> [ACTIVITY] In the entries below, find the string "Context" and return each line holding it.

*** INFORMATION SHOWN ***

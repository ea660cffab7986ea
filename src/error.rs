use actix_web::http::StatusCode;
use actix_web::{HttpResponse, ResponseError};
use thiserror::Error;

use crate::models::ApiResponse;

pub type AppResult<T> = Result<T, AppError>;

#[derive(Error, Debug)]
pub enum AppError {
    #[error("Database error: {0}")]
    DatabaseError(#[from] sea_orm::DbErr),

    #[error("Validation error: {0}")]
    ValidationError(String),

    #[error("Not found: {0}")]
    NotFound(String),

    #[error("You have already participated in the wheel spin")]
    AlreadyParticipated,

    #[error("No prizes available")]
    NoPrizesAvailable,

    #[error("Allocation conflict, please verify your code again")]
    AllocationConflict,

    #[error("HTTP request error: {0}")]
    ReqwestError(#[from] reqwest::Error),

    #[error("Internal server error: {0}")]
    InternalError(String),
}

impl ResponseError for AppError {
    fn error_response(&self) -> HttpResponse {
        let (status_code, error_code, message): (StatusCode, &str, String) = match self {
            AppError::ValidationError(msg) => {
                log::warn!("Validation error: {msg}");
                (StatusCode::BAD_REQUEST, "INVALID_INPUT", msg.clone())
            }
            AppError::NotFound(msg) => (StatusCode::NOT_FOUND, "NOT_FOUND", msg.clone()),
            AppError::AlreadyParticipated => (
                StatusCode::CONFLICT,
                "ALREADY_PARTICIPATED",
                self.to_string(),
            ),
            AppError::NoPrizesAvailable => {
                // 库存耗尽需要运营人员补货, 保留告警日志
                log::warn!("Prize inventory exhausted");
                (
                    StatusCode::CONFLICT,
                    "NO_PRIZES_AVAILABLE",
                    self.to_string(),
                )
            }
            AppError::AllocationConflict => {
                log::warn!("Allocation conflict detected");
                (
                    StatusCode::CONFLICT,
                    "ALLOCATION_CONFLICT",
                    self.to_string(),
                )
            }
            AppError::DatabaseError(err) => {
                log::error!("Database error: {err}");
                (
                    StatusCode::INTERNAL_SERVER_ERROR,
                    "DATABASE_ERROR",
                    "Database error".to_string(),
                )
            }
            _ => {
                log::error!("Internal error: {self}");
                (
                    StatusCode::INTERNAL_SERVER_ERROR,
                    "INTERNAL_ERROR",
                    "Internal server error".to_string(),
                )
            }
        };

        HttpResponse::build(status_code).json(ApiResponse::<()>::error(
            error_code.to_string(),
            message,
        ))
    }
}
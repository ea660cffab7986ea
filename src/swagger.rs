use actix_web::web;
use utoipa::OpenApi;
use utoipa_swagger_ui::SwaggerUi;

use crate::handlers;
use crate::models::*;

#[derive(OpenApi)]
#[openapi(
    paths(
        handlers::participation::verify,
        handlers::participation::spin,
        handlers::participation::claim,
        handlers::participation::get_prizes,
        handlers::participation::get_records,
    ),
    components(
        schemas(
            VerifyRequest,
            VerifyResponse,
            SpinRequest,
            SpinResponse,
            ClaimRequest,
            ClaimResponse,
            PrizeResponse,
            RecordQuery,
            ParticipantRecordResponse,
            ApiError,
        )
    ),
    tags(
        (name = "participation", description = "Spin & Win participation API"),
    ),
    info(
        title = "Spin & Win Backend API",
        version = "1.0.0",
        description = "Expo booth spin-the-wheel REST API documentation"
    ),
    servers(
        (url = "/api/v1", description = "Local server")
    )
)]
pub struct ApiDoc;

pub fn swagger_config(cfg: &mut web::ServiceConfig) {
    cfg.service(
        SwaggerUi::new("/swagger-ui/{_:.*}").url("/api-docs/openapi.json", ApiDoc::openapi()),
    )
    .route(
        "/swagger-ui",
        web::get().to(|| async {
            actix_web::HttpResponse::Found()
                .append_header(("Location", "/swagger-ui/"))
                .finish()
        }),
    );
}
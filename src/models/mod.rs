pub mod common;
pub mod pagination;
pub mod participation;

pub use common::*;
pub use pagination::*;
pub use participation::*;
//! Link and address notifications.
//!
//! ```ignore
//! use netdevice::netlink::events::{EventStream, NetworkEvent};
//! use tokio_stream::StreamExt;
//!
//! let mut stream = EventStream::builder().links(true).addresses(true).build()?;
//! while let Some(event) = stream.try_next().await? {
//!     if let NetworkEvent::NewLink(link) = event {
//!         println!("{} up={}", link.name().unwrap_or("?"), link.is_up());
//!     }
//! }
//! ```

use std::collections::VecDeque;
use std::pin::Pin;
use std::task::{Context, Poll, ready};

use tokio_stream::Stream;

use super::Result;
use super::connection::Connection;
use super::message::{MessageIter, NlMsgType};
use super::messages::{AddressMessage, LinkMessage};
use super::parse::FromNetlink;
use super::socket::Protocol;
use super::socket::rtnetlink_groups::*;
use crate::config::Config;

/// One decoded RTM_{NEW,DEL}{LINK,ADDR} notification.
///
/// NewLink covers both creation and any later change to the link.
#[derive(Debug, Clone, PartialEq, Eq)]
pub enum NetworkEvent {
    NewLink(LinkMessage),
    DelLink(LinkMessage),
    NewAddress(AddressMessage),
    DelAddress(AddressMessage),
}

impl NetworkEvent {
    pub fn is_new(&self) -> bool {
        matches!(self, Self::NewLink(_) | Self::NewAddress(_))
    }

    pub fn is_del(&self) -> bool {
        !self.is_new()
    }

    /// "new" or "del", as printed by the monitor.
    pub fn action(&self) -> &'static str {
        if self.is_new() { "new" } else { "del" }
    }

    pub fn ifindex(&self) -> u32 {
        match (self.as_link(), self.as_address()) {
            (Some(link), _) => link.ifindex(),
            (_, Some(addr)) => addr.ifindex(),
            _ => 0,
        }
    }

    pub fn as_link(&self) -> Option<&LinkMessage> {
        match self {
            Self::NewLink(link) | Self::DelLink(link) => Some(link),
            _ => None,
        }
    }

    pub fn as_address(&self) -> Option<&AddressMessage> {
        match self {
            Self::NewAddress(addr) | Self::DelAddress(addr) => Some(addr),
            _ => None,
        }
    }

    /// Decodes every notification in a datagram, in order.
    ///
    /// Unrelated message types and undecodable payloads are dropped; a
    /// broken netlink header fails the whole datagram.
    pub fn parse_datagram(data: &[u8]) -> Result<Vec<NetworkEvent>> {
        let mut events = Vec::new();
        for message in MessageIter::new(data) {
            let (header, payload) = message?;
            if let Some(event) = parse_event(header.nlmsg_type, payload) {
                events.push(event);
            } else {
                tracing::trace!(msg_type = header.nlmsg_type, "ignoring notification");
            }
        }
        Ok(events)
    }
}

/// Decodes a single notification payload of the given type.
pub fn parse_event(msg_type: u16, payload: &[u8]) -> Option<NetworkEvent> {
    let link = || LinkMessage::from_bytes(payload).ok();
    let addr = || AddressMessage::from_bytes(payload).ok();
    match msg_type {
        NlMsgType::RTM_NEWLINK => link().map(NetworkEvent::NewLink),
        NlMsgType::RTM_DELLINK => link().map(NetworkEvent::DelLink),
        NlMsgType::RTM_NEWADDR => addr().map(NetworkEvent::NewAddress),
        NlMsgType::RTM_DELADDR => addr().map(NetworkEvent::DelAddress),
        _ => None,
    }
}

/// Chooses the multicast groups an [`EventStream`] joins.
#[derive(Debug, Default)]
pub struct EventStreamBuilder {
    links: bool,
    ipv4: bool,
    ipv6: bool,
    config: Config,
}

impl EventStreamBuilder {
    pub fn new() -> Self {
        Self::default()
    }

    pub fn links(self, links: bool) -> Self {
        Self { links, ..self }
    }

    pub fn addresses_v4(self, ipv4: bool) -> Self {
        Self { ipv4, ..self }
    }

    /// IPv4 and IPv6 addresses together.
    pub fn addresses(self, enabled: bool) -> Self {
        Self {
            ipv4: enabled,
            ipv6: enabled,
            ..self
        }
    }

    /// Socket domain and receive buffer size come from here.
    pub fn config(self, config: Config) -> Self {
        Self { config, ..self }
    }

    pub fn groups(&self) -> u32 {
        [
            (self.links, RTMGRP_LINK),
            (self.ipv4, RTMGRP_IPV4_IFADDR),
            (self.ipv6, RTMGRP_IPV6_IFADDR),
        ]
        .into_iter()
        .filter(|(enabled, _)| *enabled)
        .fold(0, |groups, (_, group)| groups | group)
    }

    pub fn build(self) -> Result<EventStream> {
        let conn = Connection::with_config(Protocol::Route, self.groups(), &self.config)?;
        Ok(EventStream::new(conn))
    }
}

/// Yields notifications one at a time from a subscribed [`Connection`].
pub struct EventStream {
    conn: Connection,
    queued: VecDeque<NetworkEvent>,
}

impl EventStream {
    pub fn builder() -> EventStreamBuilder {
        EventStreamBuilder::new()
    }

    /// `conn` must already be bound to the groups of interest.
    pub fn new(conn: Connection) -> Self {
        Self {
            conn,
            queued: VecDeque::new(),
        }
    }

    pub fn connection(&self) -> &Connection {
        &self.conn
    }
}

impl Stream for EventStream {
    type Item = Result<NetworkEvent>;

    fn poll_next(self: Pin<&mut Self>, cx: &mut Context<'_>) -> Poll<Option<Self::Item>> {
        let this = self.get_mut();
        loop {
            if let Some(event) = this.queued.pop_front() {
                return Poll::Ready(Some(Ok(event)));
            }
            // Datagrams with nothing of interest are swallowed here.
            let data = match ready!(this.conn.poll_recv_event(cx)) {
                Ok(data) => data,
                Err(e) => return Poll::Ready(Some(Err(e))),
            };
            match NetworkEvent::parse_datagram(&data) {
                Ok(events) => this.queued.extend(events),
                Err(e) => return Poll::Ready(Some(Err(e))),
            }
        }
    }
}
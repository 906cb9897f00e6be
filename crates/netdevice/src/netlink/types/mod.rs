//! Fixed-size rtnetlink payload headers and attribute ids.

/// Adds `SIZE` and a prefix decoder to a `#[repr(C)]` zerocopy header.
macro_rules! fixed_header {
    ($ty:ty) => {
        impl $ty {
            pub const SIZE: usize = size_of::<Self>();

            /// Decodes the header from the front of `data`; trailing attributes are ignored.
            pub fn from_bytes(data: &[u8]) -> $crate::netlink::error::Result<Self> {
                <Self as zerocopy::FromBytes>::read_from_prefix(data)
                    .map(|(header, _)| header)
                    .map_err(|_| $crate::netlink::error::Error::Truncated {
                        expected: Self::SIZE,
                        actual: data.len(),
                    })
            }
        }
    };
}

pub(crate) use fixed_header;

pub mod addr;
pub mod link;
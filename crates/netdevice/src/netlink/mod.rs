//! Async rtnetlink plumbing: message building, transport and notifications.
//!
//! # Requests
//!
//! ```ignore
//! use netdevice::netlink::{Connection, Protocol};
//!
//! let conn = Connection::new(Protocol::Route)?;
//! conn.add_link("vcan0", "vcan").await?;
//! conn.set_link_state("vcan0", true).await?;
//! ```
//!
//! # Building messages by hand
//!
//! ```ignore
//! use netdevice::netlink::{MessageBuilder, NlMsgType};
//! use netdevice::netlink::types::link::{IfInfoMsg, ifla, info};
//!
//! let mut builder = conn.create_request::<IfInfoMsg>(NlMsgType::RTM_NEWLINK);
//! builder.append_attr_str(ifla::IFLA_IFNAME, "vcan0");
//! let linkinfo = builder.nest_start(ifla::IFLA_LINKINFO);
//! builder.append_attr_str(info::IFLA_INFO_KIND, "vcan");
//! builder.nest_end(linkinfo)?;
//! conn.request_ack(builder).await?;
//! ```
//!
//! # Event Monitoring
//!
//! ```ignore
//! use netdevice::netlink::events::{EventStream, NetworkEvent};
//! use tokio_stream::StreamExt;
//!
//! let mut stream = EventStream::builder().links(true).build()?;
//! while let Some(event) = stream.try_next().await? {
//!     println!("{} {:?}", event.action(), event.as_link().and_then(|l| l.name()));
//! }
//! ```

pub mod attr;
pub mod builder;
pub mod connection;
pub(crate) mod error;
pub mod events;
mod link;
pub mod message;
pub mod messages;
pub mod parse;
mod socket;
pub mod types;

pub use attr::{AttrIter, AttrNode, AttrValue, NlAttr};
pub use builder::{DEFAULT_CAPACITY, MessageBuilder, NestToken};
pub use connection::{Connection, process_ack};
pub use error::{Error, Result};
pub use events::{EventStream, NetworkEvent};
pub use link::VLAN_ID_MAX;
pub use message::{MessageIter, NLMSG_HDRLEN, NlMsgError, NlMsgHdr, NlMsgType};
pub use parse::FromNetlink;
pub use socket::{Datagram, NetlinkSocket, Protocol, Sequence, rtnetlink_groups};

*** End of INFORMATION SHOWN ***

> [RESPONSE]
use std::task::{Context, Poll, ready};
    fn poll_next(self: Pin<&mut Self>, cx: &mut Context<'_>) -> Poll<Option<Self::Item>> {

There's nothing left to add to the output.